HIV-1 cluster analysis has been widely used in characterizing HIV-1 transmission and some countries have implemented such molecular epidemiology as part of their prevention strategy. However, HIV-1 sequences derive from varying genome regions, which affects phylogenetic clustering outputs. Here, we apply different tools to run a sensitivity analysis for assessing which threshold give the most cohesive clustering outputs for different data sources. We used a dataset of 174 full-length sequences of subtype B from the Swiss HIV Cohort Study and publicly available subtype C from South Africa. Each dataset was divided into sub-genomic sub-datasets covering gag, pol, and env. pol was further subdivided into regions commonly used in HIV-1 genotyping laboratories (pr-rt, rt-int, and pr-rt-int). Cluster analyses for each sub-genomic region was performed specifying varying distance thresholds of 0.5 %–4.5 % and tree branch support of 70 %, 90 % and 99 % in ClusterPicker. Tree topologies and clustering outputs were compared against each other to assess cluster similarity. Pylogenies using pol, pr-rt-int, or rt-int had more robust tree topologies compared to gag and env. Cluster composition changed with increasing genetic distance threshold but was not affected by branch support.
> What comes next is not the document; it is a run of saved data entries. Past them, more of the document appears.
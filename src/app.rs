use std::collections::HashMap;

use spawnmap::aggregate::Mode;
use spawnmap::filter::{filter_records, Blocklist};
use spawnmap::orchestrator::Orchestrator;
use spawnmap::record::{Domain, EventRecord};
use spawnmap::summary::Summary;
use spawnmap::surface::{Container, RenderState};
use tracing::info;

/// Hover distance for tooltips, in braille pixels
const HOVER_RADIUS: i32 = 6;

/// Application state
pub struct App {
    pub orchestrator: Orchestrator,
    /// `None` when the data file did not hold a record list
    pub records: Option<Vec<EventRecord>>,
    pub domain: Domain,
    /// Mode string as given; unknown values surface as an error notice
    pub mode: String,
    pub blocklist: Blocklist,
    pub should_quit: bool,
    /// Last mouse position for drag tracking
    pub last_mouse: Option<(u16, u16)>,
    /// Current mouse position for cursor marker
    pub mouse_pos: Option<(u16, u16)>,
    /// Last user-facing action, shown in the status bar
    pub message: Option<String>,
}

impl App {
    pub fn new(
        orchestrator: Orchestrator,
        records: Option<Vec<EventRecord>>,
        domain: Domain,
        mode: String,
        blocklist: Blocklist,
        width: usize,
        height: usize,
    ) -> Self {
        let mut app = Self {
            orchestrator,
            records,
            domain,
            mode,
            blocklist,
            should_quit: false,
            last_mouse: None,
            mouse_pos: None,
            message: None,
        };
        app.resize(width, height);
        app.notify_data_changed();
        app
    }

    pub fn container_id(&self) -> &'static str {
        self.domain.container_id()
    }

    pub fn container(&self) -> Option<&Container> {
        self.orchestrator.surfaces().container(self.container_id())
    }

    fn state(&self) -> Option<&RenderState> {
        self.orchestrator.surfaces().state(self.container_id())
    }

    /// Re-run the render pipeline. Called after every change to records,
    /// blocklist or mode.
    pub fn notify_data_changed(&mut self) {
        let id = self.domain.container_id();
        self.orchestrator
            .render(id, self.records.as_deref(), &self.blocklist, &self.mode);
    }

    /// Update container size when terminal resizes
    pub fn resize(&mut self, width: usize, height: usize) {
        // Account for border (2 chars horizontal, 2 chars vertical including status bar)
        let inner_width = width.saturating_sub(2);
        let inner_height = height.saturating_sub(3);
        // Braille gives 2x4 resolution per character
        let id = self.container_id();
        self.orchestrator
            .surfaces_mut()
            .resize(id, inner_width * 2, inner_height * 4);
    }

    pub fn set_mode(&mut self, mode: Mode) {
        if self.mode != mode.as_str() {
            self.mode = mode.as_str().to_string();
            self.message = Some(format!("mode: {mode}"));
            self.notify_data_changed();
        }
    }

    /// Hide the category with the largest visible total
    pub fn block_busiest_visible(&mut self) {
        let Some(key) = self.busiest_visible_category() else {
            return;
        };
        info!(key = %key, "category blocked");
        self.message = Some(format!("blocked {key}"));
        self.blocklist.insert(key);
        self.notify_data_changed();
    }

    fn busiest_visible_category(&self) -> Option<String> {
        let records = self.records.as_deref()?;
        let viewport = self.state()?.viewport();

        let mut totals: HashMap<String, u64> = HashMap::new();
        for record in filter_records(records, &self.blocklist) {
            let (px, py) = viewport.project(record.lon, record.lat);
            if viewport.is_visible(px, py) {
                let total = totals.entry(record.category_key()).or_default();
                *total = total.saturating_add(record.count);
            }
        }

        totals
            .into_iter()
            .max_by(|a, b| a.1.cmp(&b.1).then_with(|| b.0.cmp(&a.0)))
            .map(|(key, _)| key)
    }

    pub fn clear_blocklist(&mut self) {
        if !self.blocklist.is_empty() {
            self.blocklist.clear();
            self.message = Some("blocklist cleared".to_string());
            self.notify_data_changed();
        }
    }

    /// Pan the map
    pub fn pan(&mut self, dx: i32, dy: i32) {
        let id = self.container_id();
        if let Some(state) = self.orchestrator.surfaces_mut().state_mut(id) {
            state.viewport_mut().pan(dx, dy);
        }
    }

    /// Zoom in
    pub fn zoom_in(&mut self) {
        let id = self.container_id();
        if let Some(state) = self.orchestrator.surfaces_mut().state_mut(id) {
            state.viewport_mut().zoom_in();
        }
    }

    /// Zoom out
    pub fn zoom_out(&mut self) {
        let id = self.container_id();
        if let Some(state) = self.orchestrator.surfaces_mut().state_mut(id) {
            state.viewport_mut().zoom_out();
        }
    }

    /// Zoom in towards a screen position (terminal column/row)
    pub fn zoom_in_at(&mut self, col: u16, row: u16) {
        let (px, py) = to_pixel(col, row);
        let id = self.container_id();
        if let Some(state) = self.orchestrator.surfaces_mut().state_mut(id) {
            state.viewport_mut().zoom_in_at(px, py);
        }
    }

    /// Zoom out from a screen position (terminal column/row)
    pub fn zoom_out_at(&mut self, col: u16, row: u16) {
        let (px, py) = to_pixel(col, row);
        let id = self.container_id();
        if let Some(state) = self.orchestrator.surfaces_mut().state_mut(id) {
            state.viewport_mut().zoom_out_at(px, py);
        }
    }

    /// Request quit
    pub fn quit(&mut self) {
        self.should_quit = true;
    }

    /// Get current zoom level as a string
    pub fn zoom_level(&self) -> String {
        match self.state() {
            Some(state) => format!("{:.0}x", state.viewport().zoom),
            None => "-".to_string(),
        }
    }

    /// Get current center coordinates as a string
    pub fn center_coords(&self) -> String {
        let Some(state) = self.state() else {
            return String::new();
        };
        let vp = state.viewport();
        format!(
            "{:.4}°{}, {:.4}°{}",
            vp.center_lat.abs(),
            if vp.center_lat >= 0.0 { "N" } else { "S" },
            vp.center_lon.abs(),
            if vp.center_lon >= 0.0 { "E" } else { "W" }
        )
    }

    /// Handle mouse drag
    pub fn handle_drag(&mut self, x: u16, y: u16) {
        if let Some((last_x, last_y)) = self.last_mouse {
            let dx = last_x as i32 - x as i32;
            let dy = last_y as i32 - y as i32;
            // One terminal cell is 2x4 braille pixels
            self.pan(dx * 2, dy * 4);
        }
        self.last_mouse = Some((x, y));
    }

    /// Reset drag state when mouse button released
    pub fn end_drag(&mut self) {
        self.last_mouse = None;
    }

    /// Update mouse cursor position
    pub fn set_mouse_pos(&mut self, col: u16, row: u16) {
        self.mouse_pos = Some((col, row));
    }

    /// Get mouse position in braille pixel coordinates (for rendering marker)
    pub fn mouse_pixel_pos(&self) -> Option<(i32, i32)> {
        self.mouse_pos.map(|(col, row)| to_pixel(col, row))
    }

    /// Summary of the marker or cell under the mouse
    pub fn hovered_summary(&self) -> Option<&Summary> {
        let (px, py) = self.mouse_pixel_pos()?;
        self.state()?.summary_near(px, py, HOVER_RADIUS)
    }
}

/// Convert terminal coords to braille pixel coords. Each terminal cell is 2
/// braille pixels wide, 4 tall; the border takes one cell.
fn to_pixel(col: u16, row: u16) -> (i32, i32) {
    let px = (col.saturating_sub(1) as i32) * 2;
    let py = (row.saturating_sub(1) as i32) * 4;
    (px, py)
}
Cluster identity was most similar around genetic distances of 2.5 (±0.5)% for all sub-genomic regions and for both subtype B and C. Our study demonstrated the value of performing a sensitivity analysis before setting a genetic distance threshold for clustering output and that the pol region is appropriate for clustering outputs and can be used for near real-time HIV-1 cluster detection.